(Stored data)
=== Begin Enclosure ===

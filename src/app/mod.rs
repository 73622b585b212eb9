use std::error::Error;
use std::io::{Stdout, stdout};
use std::time::{Duration, Instant};

use crossterm::event::{self, Event, KeyCode};
use crossterm::execute;
use crossterm::terminal::{
    EnterAlternateScreen, LeaveAlternateScreen, disable_raw_mode, enable_raw_mode,
};
use log::{info, warn};
use ratatui::Terminal;
use ratatui::backend::CrosstermBackend;

use crate::game::{Direction, Game};
use crate::store::{ScoreEntry, ScoreStore, top_entries};
use crate::ui::draw_game;
use crate::{DEFAULT_PLAYER_NAME, NAME_MAX_LEN, STORE_DIR, TABLE_DISPLAY_LIMIT, TICK_MS};

type Term = Terminal<CrosstermBackend<Stdout>>;

pub enum Phase {
    Idle,
    Running,
    NameEntry { name: String },
}

/// Everything the loop owns: the current run, the phase machine, and the
/// persisted-score wiring.
pub struct App {
    pub game: Game,
    pub phase: Phase,
    pub high_score: u64,
    pub table: Vec<ScoreEntry>,
    store: ScoreStore,
}

impl App {
    pub fn new(store: ScoreStore) -> Self {
        let high_score = store.high_score();
        let table = top_entries(&store.entries(), TABLE_DISPLAY_LIMIT);
        Self {
            game: Game::new(),
            phase: Phase::Idle,
            high_score,
            table,
            store,
        }
    }

    /// Returns true when the key asks to quit.
    pub fn handle_key(&mut self, code: KeyCode) -> bool {
        match &self.phase {
            Phase::Idle => match code {
                KeyCode::Char('q') => return true,
                KeyCode::Enter | KeyCode::Char(' ') => self.start_run(),
                _ => {}
            },
            Phase::Running => match code {
                KeyCode::Char('q') => return true,
                KeyCode::Up => self.game.steer(Direction::Up),
                KeyCode::Down => self.game.steer(Direction::Down),
                KeyCode::Left => self.game.steer(Direction::Left),
                KeyCode::Right => self.game.steer(Direction::Right),
                _ => {}
            },
            Phase::NameEntry { .. } => self.handle_name_key(code),
        }
        false
    }

    pub fn tick(&mut self) {
        self.game.tick();
        if self.game.crashed {
            self.finish_run();
        }
    }

    fn start_run(&mut self) {
        info!("run started");
        self.game = Game::new();
        self.phase = Phase::Running;
    }

    fn finish_run(&mut self) {
        let score = self.game.score;
        info!("run ended with score {score}");
        if score > self.high_score {
            self.high_score = score;
            if let Err(e) = self.store.set_high_score(score) {
                warn!("failed to persist high score: {e}");
            }
            self.phase = Phase::NameEntry { name: String::new() };
        } else {
            self.refresh_table();
            self.phase = Phase::Idle;
        }
    }

    fn handle_name_key(&mut self, code: KeyCode) {
        match code {
            KeyCode::Enter => self.submit_name(),
            KeyCode::Backspace => {
                if let Phase::NameEntry { name } = &mut self.phase {
                    name.pop();
                }
            }
            KeyCode::Char(c) if !c.is_control() => {
                if let Phase::NameEntry { name } = &mut self.phase {
                    if name.chars().count() < NAME_MAX_LEN {
                        name.push(c);
                    }
                }
            }
            _ => {}
        }
    }

    fn submit_name(&mut self) {
        let typed = match &self.phase {
            Phase::NameEntry { name } => name.trim().to_string(),
            _ => return,
        };
        let name = if typed.is_empty() {
            DEFAULT_PLAYER_NAME.to_string()
        } else {
            typed
        };
        let entry = ScoreEntry { name, score: self.game.score };
        info!("recording {} with score {}", entry.name, entry.score);
        if let Err(e) = self.store.append_entry(entry) {
            warn!("failed to persist score table: {e}");
        }
        self.refresh_table();
        self.phase = Phase::Idle;
    }

    fn refresh_table(&mut self) {
        self.table = top_entries(&self.store.entries(), TABLE_DISPLAY_LIMIT);
    }
}

pub fn run() -> Result<(), Box<dyn Error>> {
    let mut tui = TuiGuard::new()?;
    run_loop(tui.terminal_mut())
}

fn run_loop(terminal: &mut Term) -> Result<(), Box<dyn Error>> {
    let store = ScoreStore::open(STORE_DIR)?;
    let mut app = App::new(store);
    let mut last_tick = Instant::now();

    loop {
        terminal.draw(|frame| draw_game(frame, &app))?;

        if event::poll(Duration::from_millis(50))? {
            if let Event::Key(key) = event::read()? {
                let was_running = matches!(app.phase, Phase::Running);
                if app.handle_key(key.code) {
                    break;
                }
                if !was_running && matches!(app.phase, Phase::Running) {
                    last_tick = Instant::now();
                }
            }
        }

        if matches!(app.phase, Phase::Running) && last_tick.elapsed() >= Duration::from_millis(TICK_MS)
        {
            app.tick();
            last_tick = Instant::now();
        }
    }
    Ok(())
}

struct TuiGuard {
    terminal: Term,
}

impl TuiGuard {
    fn new() -> Result<Self, Box<dyn Error>> {
        enable_raw_mode()?;
        let mut stdout = stdout();
        execute!(stdout, EnterAlternateScreen)?;
        let backend = CrosstermBackend::new(stdout);
        let mut terminal = Terminal::new(backend)?;
        terminal.hide_cursor()?;
        Ok(Self { terminal })
    }

    fn terminal_mut(&mut self) -> &mut Term {
        &mut self.terminal
    }
}

impl Drop for TuiGuard {
    fn drop(&mut self) {
        let _ = disable_raw_mode();
        let _ = execute!(self.terminal.backend_mut(), LeaveAlternateScreen);
        let _ = self.terminal.show_cursor();
    }
}

#[cfg(test)]
mod tests {
    use super::*;
    use std::fs;

    fn temp_app(tag: &str) -> App {
        let root = std::env::temp_dir().join(format!("isosnake-app-{}-{tag}", std::process::id()));
        let _ = fs::remove_dir_all(&root);
        App::new(ScoreStore::open(root).unwrap())
    }

    fn type_name(app: &mut App, name: &str) {
        for c in name.chars() {
            app.handle_key(KeyCode::Char(c));
        }
        app.handle_key(KeyCode::Enter);
    }

    #[test]
    fn new_high_score_prompts_and_persists() {
        let mut app = temp_app("record");
        app.store.set_high_score(5).unwrap();
        app.high_score = 5;

        app.game.score = 7;
        app.finish_run();
        assert!(matches!(app.phase, Phase::NameEntry { .. }));
        assert_eq!(app.store.high_score(), 7);

        type_name(&mut app, "Alice");
        assert!(matches!(app.phase, Phase::Idle));
        let entries = app.store.entries();
        assert_eq!(entries, vec![ScoreEntry { name: "Alice".into(), score: 7 }]);
        assert_eq!(app.table[0].name, "Alice");
    }

    #[test]
    fn ordinary_run_skips_naming() {
        let mut app = temp_app("ordinary");
        app.store.set_high_score(5).unwrap();
        app.high_score = 5;

        app.game.score = 3;
        app.finish_run();
        assert!(matches!(app.phase, Phase::Idle));
        assert_eq!(app.store.high_score(), 5);
        assert!(app.store.entries().is_empty());
    }

    #[test]
    fn blank_name_defaults_to_placeholder() {
        let mut app = temp_app("blank");
        app.game.score = 1;
        app.finish_run();
        app.handle_key(KeyCode::Enter);
        assert_eq!(app.store.entries()[0].name, DEFAULT_PLAYER_NAME);
    }

    #[test]
    fn persisted_high_score_is_monotonic_across_runs() {
        let mut app = temp_app("monotonic");
        app.game.score = 4;
        app.finish_run();
        type_name(&mut app, "a");

        app.start_run();
        app.game.score = 2;
        app.finish_run();
        assert_eq!(app.store.high_score(), 4);

        app.start_run();
        app.game.score = 9;
        app.finish_run();
        type_name(&mut app, "b");
        assert_eq!(app.store.high_score(), 9);
    }

    #[test]
    fn backspace_edits_the_name_buffer() {
        let mut app = temp_app("edit");
        app.game.score = 1;
        app.finish_run();
        app.handle_key(KeyCode::Char('x'));
        app.handle_key(KeyCode::Char('y'));
        app.handle_key(KeyCode::Backspace);
        app.handle_key(KeyCode::Enter);
        assert_eq!(app.store.entries()[0].name, "x");
    }
}
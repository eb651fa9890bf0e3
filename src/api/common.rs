use actix_web::error::{InternalError, JsonPayloadError, PathError, QueryPayloadError};
use actix_web::{web, HttpRequest, HttpResponse};
use serde::{Deserialize, Serialize};

use crate::error::ApiError;
use crate::{AppState, DbConnection};

pub const DEFAULT_PAGE_SIZE: i64 = 20;
pub const MAX_PAGE_SIZE: i64 = 100;

#[derive(Serialize)]
pub struct Empty {}

#[derive(Deserialize)]
pub struct PageQuery {
    pub page: Option<i64>,
    pub limit: Option<i64>,
}

#[derive(Serialize)]
struct SuccessEnvelope<T: Serialize> {
    status: &'static str,
    data: T,
}

#[derive(Serialize)]
struct ErrorEnvelope<'a> {
    status: &'static str,
    message: String,
    path: &'a str,
}

/// Maps a finished request onto the uniform response envelope. This is the
/// only place an `ApiError` turns into an HTTP status.
pub fn respond<T: Serialize>(req: &HttpRequest, result: Result<T, ApiError>) -> HttpResponse {
    match result {
        Ok(data) => HttpResponse::Ok().json(SuccessEnvelope {
            status: "success",
            data,
        }),
        Err(error) => error_response(req.path(), &error),
    }
}

pub fn error_response(path: &str, error: &ApiError) -> HttpResponse {
    let status_code = error.status_code();
    if status_code.is_server_error() {
        tracing::error!("{}: {}", path, error);
    }
    HttpResponse::build(status_code).json(ErrorEnvelope {
        status: "error",
        message: error.to_string(),
        path,
    })
}

/// Checks out a pooled connection and runs `query` on the blocking thread
/// pool, one connection per request.
pub async fn with_connection<T, F>(state: &AppState, query: F) -> Result<T, ApiError>
where
    T: Send + 'static,
    F: FnOnce(&DbConnection) -> Result<T, ApiError> + Send + 'static,
{
    let connection = state
        .db_pool
        .get()
        .map_err(|error| ApiError::Pool(error.to_string()))?;
    web::block(move || query(&*connection)).await?
}

/// Translates `page`/`limit` query values into `(offset, limit)`. The offset
/// saturates so an absurd page number stays a valid (empty) query instead of
/// overflowing.
pub fn page_bounds(page: Option<i64>, limit: Option<i64>) -> (i64, i64) {
    let limit = limit.unwrap_or(DEFAULT_PAGE_SIZE).clamp(1, MAX_PAGE_SIZE);
    let page = page.unwrap_or(1).max(1);
    (page.saturating_sub(1).saturating_mul(limit), limit)
}

/// Parses the `ids=3,5` comma-separated filter.
pub fn parse_ids(raw: &str) -> Result<Vec<i32>, ApiError> {
    raw.split(',')
        .map(str::trim)
        .filter(|part| !part.is_empty())
        .map(|part| {
            part.parse::<i32>()
                .map_err(|_| ApiError::Validation(format!("invalid id: {}", part)))
        })
        .collect()
}

pub fn require_non_empty(value: &str, field: &'static str) -> Result<(), ApiError> {
    if value.trim().is_empty() {
        return Err(ApiError::Validation(format!(
            "{} must not be empty",
            field
        )));
    }
    Ok(())
}

pub fn check_max_bytes(value: &str, max: usize, field: &'static str) -> Result<(), ApiError> {
    if value.len() > max {
        return Err(ApiError::Validation(format!(
            "{} must not exceed {} bytes",
            field, max
        )));
    }
    Ok(())
}

// Extractor failures (malformed JSON, non-integer path segments, missing
// query parameters) would otherwise bypass the envelope entirely.
pub fn json_error_handler(error: JsonPayloadError, req: &HttpRequest) -> actix_web::Error {
    let response = error_response(req.path(), &ApiError::Validation(error.to_string()));
    InternalError::from_response(error, response).into()
}

pub fn query_error_handler(error: QueryPayloadError, req: &HttpRequest) -> actix_web::Error {
    let response = error_response(req.path(), &ApiError::Validation(error.to_string()));
    InternalError::from_response(error, response).into()
}

pub fn path_error_handler(error: PathError, req: &HttpRequest) -> actix_web::Error {
    let response = error_response(req.path(), &ApiError::Validation(error.to_string()));
    InternalError::from_response(error, response).into()
}

#[cfg(test)]
mod tests {
    use actix_web::body::to_bytes;
    use actix_web::http::StatusCode;
    use actix_web::test::TestRequest;

    use super::*;

    async fn body_json(response: HttpResponse) -> serde_json::Value {
        let body = to_bytes(response.into_body()).await.unwrap();
        serde_json::from_slice(&body).unwrap()
    }

    #[actix_rt::test]
    async fn success_uses_the_envelope() {
        let req = TestRequest::get().uri("/api/novels").to_http_request();
        let response = respond(&req, Ok(Empty {}));
        assert_eq!(response.status(), StatusCode::OK);
        let value = body_json(response).await;
        assert_eq!(value["status"], "success");
        assert!(value["data"].is_object());
    }

    #[actix_rt::test]
    async fn failure_reports_message_and_path() {
        let req = TestRequest::get().uri("/api/novels/7").to_http_request();
        let response = respond::<Empty>(&req, Err(ApiError::NotFound("novel")));
        assert_eq!(response.status(), StatusCode::NOT_FOUND);
        let value = body_json(response).await;
        assert_eq!(value["status"], "error");
        assert_eq!(value["message"], "novel not found");
        assert_eq!(value["path"], "/api/novels/7");
    }

    #[test]
    fn page_bounds_defaults_and_clamps() {
        assert_eq!(page_bounds(None, None), (0, DEFAULT_PAGE_SIZE));
        assert_eq!(page_bounds(Some(3), Some(10)), (20, 10));
        assert_eq!(page_bounds(Some(0), Some(10)), (0, 10));
        assert_eq!(page_bounds(Some(1), Some(100_000)), (0, MAX_PAGE_SIZE));
        assert_eq!(page_bounds(Some(2), Some(-5)), (1, 1));
    }

    #[test]
    fn huge_page_numbers_saturate_instead_of_overflowing() {
        assert_eq!(page_bounds(Some(i64::MAX), Some(2)), (i64::MAX, 2));
        assert_eq!(
            page_bounds(Some(i64::MAX), Some(MAX_PAGE_SIZE)),
            (i64::MAX, MAX_PAGE_SIZE)
        );
    }

    #[test]
    fn parse_ids_accepts_lists_and_rejects_junk() {
        assert_eq!(parse_ids("3,5").unwrap(), vec![3, 5]);
        assert_eq!(parse_ids(" 3 , 5 ,").unwrap(), vec![3, 5]);
        assert!(parse_ids("").unwrap().is_empty());
        assert!(parse_ids("3,abc").is_err());
    }
}
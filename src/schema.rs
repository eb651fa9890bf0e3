table! {
    chapters (id) {
        id -> Int4,
        novel_id -> Int4,
        chapter_number -> Int4,
        title -> Varchar,
        content -> Varchar,
        created_at -> Int8,
        updated_at -> Int8,
        views -> Int8,
    }
}

table! {
    novel_tags (novel_id, tag_id) {
        novel_id -> Int4,
        tag_id -> Int4,
    }
}

table! {
    novels (id) {
        id -> Int4,
        title -> Varchar,
        description -> Nullable<Varchar>,
        cover_url -> Nullable<Varchar>,
        translator_id -> Nullable<Varchar>,
        status -> Varchar,
        created_at -> Int8,
        updated_at -> Int8,
        views -> Int8,
        subscribers_count -> Int8,
        chapters_count -> Int8,
    }
}

table! {
    tags (id) {
        id -> Int4,
        name -> Varchar,
    }
}

table! {
    translators (user_id) {
        user_id -> Varchar,
        username -> Nullable<Varchar>,
        display_name -> Varchar,
        bio -> Nullable<Varchar>,
        created_at -> Int8,
    }
}

joinable!(chapters -> novels (novel_id));
joinable!(novels -> translators (translator_id));
joinable!(novel_tags -> novels (novel_id));
joinable!(novel_tags -> tags (tag_id));

allow_tables_to_appear_in_same_query!(
    chapters,
    novel_tags,
    novels,
    tags,
    translators,
);
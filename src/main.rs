#[macro_use]
extern crate diesel;
#[macro_use]
extern crate diesel_migrations;

use std::env;

use actix_cors::Cors;
use actix_web::middleware::Logger;
use actix_web::{web, App, HttpServer};
use dotenv::dotenv;
use tracing_subscriber::EnvFilter;

use diesel::r2d2::{ConnectionManager, Pool};
use diesel::PgConnection;

pub mod schema;
mod api;
mod database;
mod error;
mod models;

pub type DbConnection = PgConnection;
pub type DbPool = Pool<ConnectionManager<DbConnection>>;

pub struct AppState {
    pub db_pool: DbPool,
}

embed_migrations!();

#[actix_rt::main]
async fn main() -> std::io::Result<()> {
    dotenv().ok();
    tracing_subscriber::fmt()
        .with_env_filter(
            EnvFilter::try_from_default_env().unwrap_or_else(|_| EnvFilter::new("info")),
        )
        .init();
    let database_url = env::var("DATABASE_URL").expect("DATABASE_URL must be set");
    let manager = ConnectionManager::<DbConnection>::new(database_url);
    let db_pool = Pool::new(manager).expect("Failed to create pool.");
    {
        let connection = db_pool.get().expect("Failed to check out a connection.");
        embedded_migrations::run(&*connection).expect("Failed to run migrations.");
    }
    let bind_addr = env::var("BIND_ADDR").unwrap_or_else(|_| "0.0.0.0:8000".to_owned());
    tracing::info!("listening on {}", bind_addr);
    HttpServer::new(move || {
        let cors = Cors::default()
            .allow_any_origin()
            .allowed_methods(vec!["GET", "POST", "PUT", "DELETE"])
            .allowed_header("Content-Type")
            .max_age(3600);
        App::new()
            .app_data(web::Data::new(AppState {
                db_pool: db_pool.clone(),
            }))
            .app_data(web::JsonConfig::default().error_handler(api::common::json_error_handler))
            .app_data(web::QueryConfig::default().error_handler(api::common::query_error_handler))
            .app_data(web::PathConfig::default().error_handler(api::common::path_error_handler))
            .wrap(Logger::default())
            .wrap(cors)
            .service(api::get_service())
    })
    .bind(&bind_addr)?
    .run()
    .await
}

=== End Enclosure ===

- _Exercise directions_: Copy each line of the data that contains the word "steer", leaving the other lines out.

- _Answer for the task_:
                KeyCode::Up => self.game.steer(Direction::Up),
                KeyCode::Down => self.game.steer(Direction::Down),
                KeyCode::Left => self.game.steer(Direction::Left),
                KeyCode::Right => self.game.steer(Direction::Right),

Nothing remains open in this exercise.